Why I Write and How I Write Jodie Collins

Up until the age of 19 I was quite certain that I was not a writer, let alone a historian. Despite the fact I had such an interest in politics and history, I found writing an excruciating process, and I had failed history at college. I am now, 7 years later, in the beginnings of a PhD in American History in a collaborative project between the University of Sussex and the British Library, specifically analysing the political pamphlets of interwar America.

Without going into too much detail, getting to this point was not straight forward, and was owed a lot to both personal and political development. But fundamentally, as I began to understand the concept of historical materialism, history began to make much more sense to me, and in turn this not only made writing an easier process for me, but an enjoyable one. Historical materialism is concerned with analysing the fundamental forces which drive history forward.

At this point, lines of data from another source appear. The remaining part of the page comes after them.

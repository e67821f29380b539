//! Google Sheets row sink using a service-account JWT grant.
//!
//! Flow per append:
//! 1. Reuse the cached access token, or sign an RS256 assertion with the
//!    service-account key and exchange it at the OAuth2 token endpoint
//! 2. POST the row to `values/{range}:append` with `RAW` input and
//!    `INSERT_ROWS` placement

use async_trait::async_trait;
use jsonwebtoken::{Algorithm, EncodingKey, Header};
use serde::{Deserialize, Serialize};
use thiserror::Error;
use tokio::sync::Mutex;

use super::RowSink;
use crate::config::SheetsConfig;
use formgate_common::GatewayError;
use formgate_common::constants::endpoints::SHEETS_SCOPE;

const JWT_BEARER_GRANT: &str = "urn:ietf:params:oauth:grant-type:jwt-bearer";

/// Assertion lifetime; Google caps it at one hour
const ASSERTION_TTL_SECS: i64 = 3600;

/// Refresh cached tokens this long before they expire
const TOKEN_REFRESH_MARGIN_SECS: i64 = 60;

#[derive(Debug, Error)]
enum SheetsError {
    #[error("Failed to sign service-account assertion: {0}")]
    Sign(#[from] jsonwebtoken::errors::Error),

    #[error("Token exchange failed: {0}")]
    Token(reqwest::Error),

    #[error("Append failed: {0}")]
    Append(reqwest::Error),
}

#[derive(Debug, Serialize)]
struct Claims<'a> {
    iss: &'a str,
    scope: &'a str,
    aud: &'a str,
    iat: i64,
    exp: i64,
}

#[derive(Debug, Deserialize)]
struct TokenResponse {
    access_token: String,
    #[serde(default = "default_expires_in")]
    expires_in: i64,
}

fn default_expires_in() -> i64 {
    ASSERTION_TTL_SECS
}

#[derive(Debug, Serialize)]
struct AppendBody<'a> {
    values: [&'a [String]; 1],
}

struct CachedToken {
    value: String,
    expires_at: i64,
}

/// Credentials resolved from config
struct ServiceAccount<'a> {
    email: &'a str,
    private_key: String,
    sheet_id: &'a str,
}

pub struct SheetsSink {
    client: reqwest::Client,
    config: SheetsConfig,
    token: Mutex<Option<CachedToken>>,
}

impl SheetsSink {
    pub fn new(client: reqwest::Client, config: SheetsConfig) -> Self {
        Self {
            client,
            config,
            token: Mutex::new(None),
        }
    }

    fn service_account(&self) -> Result<ServiceAccount<'_>, GatewayError> {
        match (
            non_empty(&self.config.service_account_email),
            non_empty(&self.config.private_key),
            non_empty(&self.config.sheet_id),
        ) {
            (Some(email), Some(key), Some(sheet_id)) => Ok(ServiceAccount {
                email,
                private_key: unescape_key(key),
                sheet_id,
            }),
            _ => Err(GatewayError::ConfigurationMissing(
                "Google Sheets credentials (GOOGLE_SERVICE_ACCOUNT_EMAIL, GOOGLE_PRIVATE_KEY, GOOGLE_SHEET_ID)"
                    .to_string(),
            )),
        }
    }

    fn sign_assertion(&self, account: &ServiceAccount<'_>, now: i64) -> Result<String, SheetsError> {
        let claims = Claims {
            iss: account.email,
            scope: SHEETS_SCOPE,
            aud: &self.config.token_url,
            iat: now,
            exp: now + ASSERTION_TTL_SECS,
        };
        let key = EncodingKey::from_rsa_pem(account.private_key.as_bytes())?;
        Ok(jsonwebtoken::encode(&Header::new(Algorithm::RS256), &claims, &key)?)
    }

    async fn access_token(&self, account: &ServiceAccount<'_>) -> Result<String, SheetsError> {
        let now = chrono::Utc::now().timestamp();

        // held across the exchange so concurrent requests share one grant
        let mut cached = self.token.lock().await;
        if let Some(token) = cached.as_ref() {
            if token.expires_at - TOKEN_REFRESH_MARGIN_SECS > now {
                return Ok(token.value.clone());
            }
        }

        let assertion = self.sign_assertion(account, now)?;
        let response: TokenResponse = self
            .client
            .post(&self.config.token_url)
            .form(&[("grant_type", JWT_BEARER_GRANT), ("assertion", assertion.as_str())])
            .send()
            .await
            .and_then(reqwest::Response::error_for_status)
            .map_err(SheetsError::Token)?
            .json()
            .await
            .map_err(SheetsError::Token)?;

        tracing::debug!(expires_in = response.expires_in, "Obtained Sheets access token");

        *cached = Some(CachedToken {
            value: response.access_token.clone(),
            expires_at: now + response.expires_in,
        });
        Ok(response.access_token)
    }

    async fn try_append(&self, account: &ServiceAccount<'_>, row: &[String]) -> Result<(), SheetsError> {
        let token = self.access_token(account).await?;

        self.client
            .post(append_url(&self.config.api_base, account.sheet_id, &self.config.range))
            .query(&[("valueInputOption", "RAW"), ("insertDataOption", "INSERT_ROWS")])
            .bearer_auth(token)
            .json(&AppendBody { values: [row] })
            .send()
            .await
            .and_then(reqwest::Response::error_for_status)
            .map_err(SheetsError::Append)?;

        Ok(())
    }
}

#[async_trait]
impl RowSink for SheetsSink {
    async fn append(&self, row: Vec<String>) -> Result<(), GatewayError> {
        let account = self.service_account()?;

        self.try_append(&account, &row)
            .await
            .map_err(|e| GatewayError::PersistenceFailed(e.to_string()))?;

        tracing::debug!(columns = row.len(), "Row appended to sheet");
        Ok(())
    }

    fn is_configured(&self) -> bool {
        self.config.has_credentials()
    }
}

fn non_empty(value: &Option<String>) -> Option<&str> {
    value.as_deref().filter(|v| !v.trim().is_empty())
}

/// Keys pasted into env vars often carry literal `\n` instead of newlines
fn unescape_key(key: &str) -> String {
    key.replace("\\n", "\n")
}

fn append_url(api_base: &str, sheet_id: &str, range: &str) -> String {
    format!(
        "{}/v4/spreadsheets/{}/values/{}:append",
        api_base.trim_end_matches('/'),
        urlencoding::encode(sheet_id),
        urlencoding::encode(range)
    )
}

 As Lenin put it: By examining … all ideas and all the various tendencies stem from the condition of the material forces of production, Marxism indicated the way to an all-embracing and comprehensive study of the process of the rise, development, and decline of socio-economic systems. People make their own history but what determines the motives of people, of the mass of people—i.e., what is the sum total of all these clashes in the mass of human societies? What are the objective conditions of production of material life that form the basis of all man’s historical activity? What is the law of development of these conditions? To all these Marx drew attention and indicated the way to a scientific study of history as a single process which, with all its immense variety and contradictoriness, is governed by definite laws.1

This materialistic approach forms the foundation of my writing, and helps to guide me when approaching new areas of research. Nevertheless, I’m still hardly confident in my writing abilities. This lack of confidence can sometimes get me in a trap of reading excessively in order to avoid writing, but the majority of the time it’s best to just get your thoughts down on paper, no matter how rubbish you think they are. I’m also prone to using uncertain language like ‘perhaps,’ ‘could,’ and ‘possibly’ far more than I should. This sort of language can indicate a lack of conviction in the ideas you are sharing, so when I’m finished writing I sometimes do a ‘find and replace’ to cut them out.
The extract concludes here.